Chile’s far-left Broad Front’s presidential candidate, Gabriel Boruc, leads that country’s polls and is slated to win the runoff election against any of the other leading candidates. Meanwhile, Iceland’s far left wasn’t satisfied that the prime minister, Katrín Jakobsdóttir, is from the leftist Left-Green Alliance. Its new party, the Icelandic Socialist Party, which accuses the Left-Greens of abandoning its eco-socialism in government, is polling at roughly 8 percent and could hold the balance of power after the Sept. 25 vote.
Populist parties of all stripes are also gaining ground. There Is Such a People, a Bulgarian party named after an album from its founder, musician and television star Slavi Trifonov, won its country’s July elections. Another populist party in Bulgaria — Stand Up! Mafia, Get Out! — entered parliament, and three right-wing nationalist parties split 6.5 percent but failed to win any seats.
The Czech Republic’s ANO Party, led by populist Prime Minister Andrej Babis, is likely to win the Oct. 8 and 9 election, with the Pirates and Mayors alliance and anti-immigrant Freedom and Democracy Party — together likely to receive more than 30 percent of the vote — holding the balance of power. In South America, two Chilean right-wing populist presidential candidates are polling nearly as well combined as the center-right’s nominee, Sebastián Sichel. Even staid Canada is warming to right-wing populists, with Maxime Bernier’s People’s Party’s current 6 percent polling average spoiling the Conservative Party’s Erin O’Toole’s chance to upend Canadian Prime Minister Justin Trudeau.

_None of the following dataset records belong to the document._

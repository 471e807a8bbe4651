//! Raffle message body encoder CLI.
//!
//! Encodes one operation body and prints its cell tree and representation
//! hash.
//!
//! # Usage
//! ```text
//! raffle-cell <command> [ARGS]
//! ```
//!
//! # Commands
//! - `cancel`: cancel body
//! - `add-coins`: add-coins body
//! - `transfer <query_id> <prev_owner>`: ownership notification from an NFT
//! - `send <destination> <amount> [mode]`: manual-send body (`amount` in
//!   coins, e.g. `0.1`; `mode` defaults to 0)
//!
//! Addresses use the raw `<workchain>:<hex>` form. The log level is read from
//! `RAFFLE_LOG` (`debug`, `info`, `warn`, `error`).
//!
//! # Examples
//! ```text
//! raffle-cell cancel
//! raffle-cell transfer 1700000000 0:83dfd552e63729b472fcbcc8c45ebcc6691702558b68ec7527e1ba403a0f31a8
//! raffle-cell send 0:83dfd552e63729b472fcbcc8c45ebcc6691702558b68ec7527e1ba403a0f31a8 0.1 3
//! ```

use raffle_codec::raffle::messages::{self, ManualSend, MessageConfig};
use raffle_codec::types::address::Address;
use raffle_codec::types::coins::Coins;
use raffle_codec::utils::log::{self, Level};
use raffle_codec::{Cell, CodecError, debug, error, warn};
use std::env;
use std::process;
use std::str::FromStr;

fn main() {
    if let Ok(raw) = env::var("RAFFLE_LOG") {
        match raw.parse::<Level>() {
            Ok(level) => log::set_level(level),
            Err(e) => warn!("ignoring RAFFLE_LOG: {e}"),
        }
    }

    let args: Vec<String> = env::args().collect();

    if args.len() < 2 || args[1] == "--help" || args[1] == "-h" {
        print_usage(&args[0]);
        process::exit(if args.len() < 2 { 1 } else { 0 });
    }

    let rest = &args[2..];
    let cell = match args[1].as_str() {
        "cancel" => {
            expect_args(&args[0], rest, 0, 0);
            messages::cancel()
        }
        "add-coins" => {
            expect_args(&args[0], rest, 0, 0);
            messages::add_coins()
        }
        "transfer" => {
            expect_args(&args[0], rest, 2, 2);
            let query_id: u64 = parse_arg("query id", &rest[0]);
            let prev_owner: Address = parse_arg("previous owner", &rest[1]);
            messages::transfer_notification(query_id, &prev_owner, &MessageConfig::default())
        }
        "send" => {
            expect_args(&args[0], rest, 2, 3);
            let mut params = ManualSend::new(parse_arg("destination", &rest[0]));
            params.amount = parse_arg::<Coins>("amount", &rest[1]);
            if let Some(mode) = rest.get(2) {
                params.mode = parse_arg("mode", mode);
            }
            debug!(
                "relaying {} to {} with mode {}",
                params.amount, params.destination, params.mode
            );
            messages::manual_send(&params)
        }
        other => {
            error!("Unknown command: {}\n", other);
            print_usage(&args[0]);
            process::exit(1);
        }
    };

    match cell {
        Ok(cell) => print_cell(&cell),
        Err(e) => fail(e),
    }
}

fn print_cell(cell: &Cell) {
    println!("{cell}");
    println!("hash: {}", cell.repr_hash());
}

fn fail(e: CodecError) -> ! {
    error!("Encoding failed: {}", e);
    process::exit(1);
}

fn expect_args(program: &str, rest: &[String], min: usize, max: usize) {
    if rest.len() < min || rest.len() > max {
        error!("Wrong number of arguments\n");
        print_usage(program);
        process::exit(1);
    }
}

fn parse_arg<T>(what: &str, raw: &str) -> T
where
    T: FromStr,
    T::Err: std::fmt::Display,
{
    raw.parse::<T>().unwrap_or_else(|e| {
        error!("Invalid {}: '{}' ({})", what, raw, e);
        process::exit(1);
    })
}

fn print_usage(program: &str) {
    eprintln!("Usage: {} <command> [ARGS]", program);
    eprintln!();
    eprintln!("Commands:");
    eprintln!("  cancel                               Cancel body");
    eprintln!("  add-coins                            Add-coins body");
    eprintln!("  transfer <query_id> <prev_owner>     Ownership notification");
    eprintln!("  send <destination> <amount> [mode]   Manual-send body");
    eprintln!();
    eprintln!("Environment:");
    eprintln!("  RAFFLE_LOG    debug | info | warn | error (default info)");
}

Americans often wonder why their traditional party system seems to be dissolving into a fractious and ungovernable mess. The answer is simple: The entire developed world is experiencing the end of the stable party systems built to answer the political questions posed by the ends of the Second World War and the Cold War. New political questions always lead to new political coalitions, and neither the United States nor the rest of the world is nearing the end of this global political realignment.